Excerpted records =>
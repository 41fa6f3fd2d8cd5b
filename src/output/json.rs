//! JSON document writer and readers.
//!
//! Writes output documents with pretty formatting and reads them back for
//! validation.

use crate::parser::schema::{LocationsDocument, SummaryDocument};
use crate::utils::error::OutputError;
use log::{debug, info};
use serde::de::DeserializeOwned;
use serde::Serialize;
use std::fs::File;
use std::io::{BufReader, BufWriter};
use std::path::Path;

/// Write any serializable document to a JSON file
///
/// **Public** - main entry point for JSON output
///
/// # Arguments
/// * `document` - Data to write
/// * `output_path` - Path to output JSON file
///
/// # Errors
/// * `OutputError::WriteFailed` - I/O error during write
/// * `OutputError::SerializationFailed` - JSON serialization error
/// * `OutputError::InvalidPath` - Path cannot be created or is invalid
///
/// # Example
/// ```ignore
/// let document = to_summary_document(&report, summary);
/// write_json(&document, "summary.json")?;
/// ```
pub fn write_json<T: Serialize>(
    document: &T,
    output_path: impl AsRef<Path>,
) -> Result<(), OutputError> {
    let output_path = output_path.as_ref();

    info!("Writing JSON to: {}", output_path.display());

    super::validate_path(output_path)?;

    // Create parent directories if needed
    if let Some(parent) = output_path.parent() {
        if !parent.as_os_str().is_empty() && !parent.exists() {
            debug!("Creating parent directories: {}", parent.display());
            std::fs::create_dir_all(parent).map_err(|e| {
                OutputError::InvalidPath(format!(
                    "Cannot create directory {}: {}",
                    parent.display(),
                    e
                ))
            })?;
        }
    }

    let file = File::create(output_path).map_err(OutputError::WriteFailed)?;
    let writer = BufWriter::new(file);

    serde_json::to_writer_pretty(writer, document).map_err(OutputError::SerializationFailed)?;

    info!(
        "Document written successfully ({} bytes)",
        calculate_file_size(output_path)
    );

    Ok(())
}

/// Calculate file size in bytes
///
/// **Private** - internal utility
fn calculate_file_size(path: &Path) -> u64 {
    std::fs::metadata(path).map(|m| m.len()).unwrap_or(0)
}

/// Read any JSON file into a typed value
///
/// # Errors
/// * `OutputError::WriteFailed` - File read error (reusing WriteFailed for I/O)
/// * `OutputError::SerializationFailed` - JSON parse error
pub fn read_json<T: DeserializeOwned>(input_path: impl AsRef<Path>) -> Result<T, OutputError> {
    let input_path = input_path.as_ref();

    debug!("Reading JSON from: {}", input_path.display());

    let file = File::open(input_path).map_err(OutputError::WriteFailed)?;
    let value = serde_json::from_reader(BufReader::new(file))
        .map_err(OutputError::SerializationFailed)?;

    Ok(value)
}

/// Read a summary document written by `summarize`
pub fn read_summary(input_path: impl AsRef<Path>) -> Result<SummaryDocument, OutputError> {
    let document: SummaryDocument = read_json(input_path)?;

    debug!(
        "Summary loaded: version {}, {} categories",
        document.version,
        document.report.ordered_keys.len()
    );

    Ok(document)
}

/// Read a locations document written by `flatten`
pub fn read_locations(input_path: impl AsRef<Path>) -> Result<LocationsDocument, OutputError> {
    let document: LocationsDocument = read_json(input_path)?;

    debug!(
        "Locations loaded: version {}, {} entries",
        document.version,
        document.locations.len()
    );

    Ok(document)
}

Assignment =>
Answer with one number only: how many lines in the data contain the word "LocationsDocument"?

Solution to the problem =>
3